Moraes: “Pacificação não se confunde com covardia ou impunidade”, diz ministro ao abrir julgamento sobre golpe

Ministro do STF destacou firmeza da Corte diante de ataques à democracia no processo que julga Jair Bolsonaro e outros réus.

Ministro do STF Alexandre de Moraes em julgamento contra Bolsonaro— Foto: Reprodução

“Pacificação não se confunde com covardia ou impunidade.” A afirmação do ministro Alexandre de Moraes marcou a abertura, nesta terça-feira (2), do julgamento no Supremo Tribunal Federal (STF) sobre a tentativa de golpe de Estado atribuída ao ex-presidente Jair Bolsonaro (PL) e a outros sete acusados.

Ao iniciar a leitura do relatório da ação penal, Moraes afirmou que a Corte não se omitirá diante de ataques ao Estado Democrático de Direito. “Não faltará coragem ao tribunal nem a seus integrantes para enfrentar tentativas de ruptura institucional”, declarou.

A fala do ministro foi interpretada como uma resposta direta a discursos que pedem anistia ou conciliação em nome da pacificação nacional.
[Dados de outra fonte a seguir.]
use assert_cmd::Command;
use predicates::str::contains;
use std::fs;
use std::path::Path;
use tempfile::TempDir;

const DRY_CONFIG: &str = r#"
version: 1
providers:
  - id: dry
    kind: fake
defaults:
  provider: dry
  max_iterations: 2
retry:
  max_attempts: 1
  base_delay_ms: 0
"#;

fn refiner(dir: &Path) -> Command {
    let mut cmd = Command::cargo_bin("refiner").unwrap();
    cmd.current_dir(dir)
        .env_remove("REFINER_DB")
        .env_remove("REFINER_FEEDBACK_TIMEOUT_SECS")
        .env("REFINER_LOG", "warn");
    cmd
}

fn workspace() -> TempDir {
    let dir = TempDir::new().unwrap();
    fs::write(dir.path().join("refiner.yaml"), DRY_CONFIG).unwrap();
    fs::write(
        dir.path().join("qa.jsonl"),
        r#"{"q": "2+2", "expected": "4"}
{"q": "capital of France", "expected": "Paris"}

{"q": "largest planet", "expected": "Jupiter"}
"#,
    )
    .unwrap();
    dir
}

#[test]
fn test_version() {
    let dir = TempDir::new().unwrap();
    refiner(dir.path())
        .arg("version")
        .assert()
        .success()
        .stdout(contains(env!("CARGO_PKG_VERSION")));
}

#[test]
fn test_init_writes_sample_once() {
    let dir = TempDir::new().unwrap();
    refiner(dir.path())
        .arg("init")
        .assert()
        .success()
        .stderr(contains("created refiner.yaml"));
    let written = fs::read_to_string(dir.path().join("refiner.yaml")).unwrap();
    assert!(written.contains("kind: fake"));

    refiner(dir.path())
        .arg("init")
        .assert()
        .success()
        .stderr(contains("already exists"));
}

#[test]
fn test_dry_run_end_to_end() {
    let dir = workspace();

    refiner(dir.path())
        .args(["run", "--dataset", "qa.jsonl", "--prompt", "Answer briefly: {q}", "--name", "smoke"])
        .assert()
        .success()
        .stdout(contains("iteration 1: test"))
        .stdout(contains("completed (max_iterations) after 2 iterations"))
        .stdout(contains("Answer briefly: {q}"));

    assert!(dir.path().join(".refiner/refiner.db").exists());

    refiner(dir.path())
        .args(["runs", "list"])
        .assert()
        .success()
        .stdout(contains("smoke"))
        .stdout(contains("completed"));

    refiner(dir.path())
        .args(["runs", "show", "1"])
        .assert()
        .success()
        .stdout(contains("Run #1 'smoke' [completed]"))
        .stdout(contains("0.500"));

    refiner(dir.path())
        .args(["runs", "show", "1", "--iteration", "2"])
        .assert()
        .success()
        .stdout(contains("[2] score 0.500"));

    refiner(dir.path())
        .args(["runs", "logs", "1", "--stage", "system"])
        .assert()
        .success()
        .stdout(contains("run completed"));

    refiner(dir.path())
        .args(["runs", "delete", "1"])
        .assert()
        .success();
    refiner(dir.path())
        .args(["runs", "show", "1"])
        .assert()
        .code(1);
}

#[test]
fn test_json_events() {
    let dir = workspace();
    refiner(dir.path())
        .args(["run", "--dataset", "qa.jsonl", "--prompt", "{q}", "--format", "json", "--db", "custom.db"])
        .assert()
        .success()
        .stdout(contains(r#"{"event":"stage_start","data":{"iteration":1,"stage":"test"}}"#))
        .stdout(contains(r#""event":"completed""#));
    assert!(dir.path().join("custom.db").exists());
}

#[test]
fn test_unknown_placeholder_is_a_config_error() {
    let dir = workspace();
    refiner(dir.path())
        .args(["run", "--dataset", "qa.jsonl", "--prompt", "Answer {question}"])
        .assert()
        .code(2)
        .stderr(contains("question"));
}

#[test]
fn test_strict_config_rejects_unknown_keys() {
    let dir = workspace();
    fs::write(
        dir.path().join("refiner.yaml"),
        format!("{}\nsurprise: true\n", DRY_CONFIG),
    )
    .unwrap();
    refiner(dir.path())
        .args(["run", "--strict", "--dataset", "qa.jsonl", "--prompt", "{q}"])
        .assert()
        .code(2)
        .stderr(contains("unknown fields"));
}

#[test]
fn test_invalid_overrides_are_rejected() {
    let dir = workspace();
    refiner(dir.path())
        .args(["run", "--dataset", "qa.jsonl", "--prompt", "{q}", "--target-score", "1.5"])
        .assert()
        .code(2)
        .stderr(contains("target_score"));
}
use super::args::*;
use refiner_core::config::{self, RefinerConfig};
use refiner_core::errors::ConfigError;
use refiner_core::storage::Store;
use std::path::{Path, PathBuf};

pub mod run;
pub mod runs;

pub mod exit_codes {
    pub const OK: i32 = 0;
    pub const RUN_FAILED: i32 = 1;
    pub const CONFIG_ERROR: i32 = 2;
}

pub async fn dispatch(cli: Cli) -> anyhow::Result<i32> {
    match cli.cmd {
        Command::Init(args) => cmd_init(args),
        Command::Run(args) => run::cmd_run(args).await,
        Command::Runs(args) => runs::cmd_runs(args),
        Command::Version => {
            println!("{}", env!("CARGO_PKG_VERSION"));
            Ok(exit_codes::OK)
        }
    }
}

fn cmd_init(args: InitArgs) -> anyhow::Result<i32> {
    if args.config.exists() {
        eprintln!("note: {} already exists", args.config.display());
        return Ok(exit_codes::OK);
    }
    if let Some(parent) = args.config.parent().filter(|p| !p.as_os_str().is_empty()) {
        std::fs::create_dir_all(parent)?;
    }
    config::write_sample_config(&args.config)?;
    eprintln!("created {}", args.config.display());
    Ok(exit_codes::OK)
}

/// Config file (or defaults when absent) with `--db` applied on top.
pub(crate) fn load_config(
    path: &Path,
    db: Option<&PathBuf>,
    strict: bool,
) -> Result<RefinerConfig, ConfigError> {
    let mut cfg = config::load_or_default(path, strict)?;
    if let Some(db) = db {
        cfg.database = db.clone();
    }
    Ok(cfg)
}

pub(crate) fn open_store(cfg: &RefinerConfig) -> anyhow::Result<Store> {
    let store = Store::open(&cfg.database)?;
    store.init_schema()?;
    Ok(store)
}
//! The per-run orchestrator: test, judge, summarize, optional human feedback,
//! convergence check and improve, repeated until the run reaches a terminal
//! state. Everything a subscriber or the CLI can later ask about is written to
//! the store before the matching event is published.

use crate::dataset::Dataset;
use crate::engine::control::{FeedbackOutcome, Phase, RunControl};
use crate::engine::convergence::{ConvergencePolicy, Decision};
use crate::engine::improver::{improve, ImproveRequest};
use crate::engine::judge::judge_results;
use crate::engine::summarizer::summarize;
use crate::engine::tester::run_tests;
use crate::events::{EventBus, RunEvent};
use crate::model::{ConvergenceReason, LogLevel, RunRecord, RunStatus, ScoreStats, Stage};
use crate::providers::llm::Gateway;
use crate::providers::registry::ProviderRegistry;
use crate::storage::Store;
use crate::template;
use anyhow::Context;
use serde_json::{json, Value};
use std::sync::Arc;

pub struct Pipeline {
    pub store: Store,
    pub events: EventBus,
    pub providers: Arc<ProviderRegistry>,
}

#[derive(Debug, Clone, Copy, PartialEq, Eq)]
enum Outcome {
    Converged(ConvergenceReason),
    Stopped,
}

#[derive(Debug, Default)]
struct Progress {
    best_score: Option<f64>,
    completed: u32,
}

struct Gateways {
    tester: Gateway,
    judge: Gateway,
    improver: Gateway,
}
Para ele, a verdadeira pacificação exige justiça e responsabilização dos envolvidos em atentados contra a democracia.

O julgamento desta terça-feira representa a primeira etapa da análise do caso, que é considerado histórico pela gravidade das acusações e pelo impacto político que pode ter sobre o futuro de Bolsonaro e dos demais réus.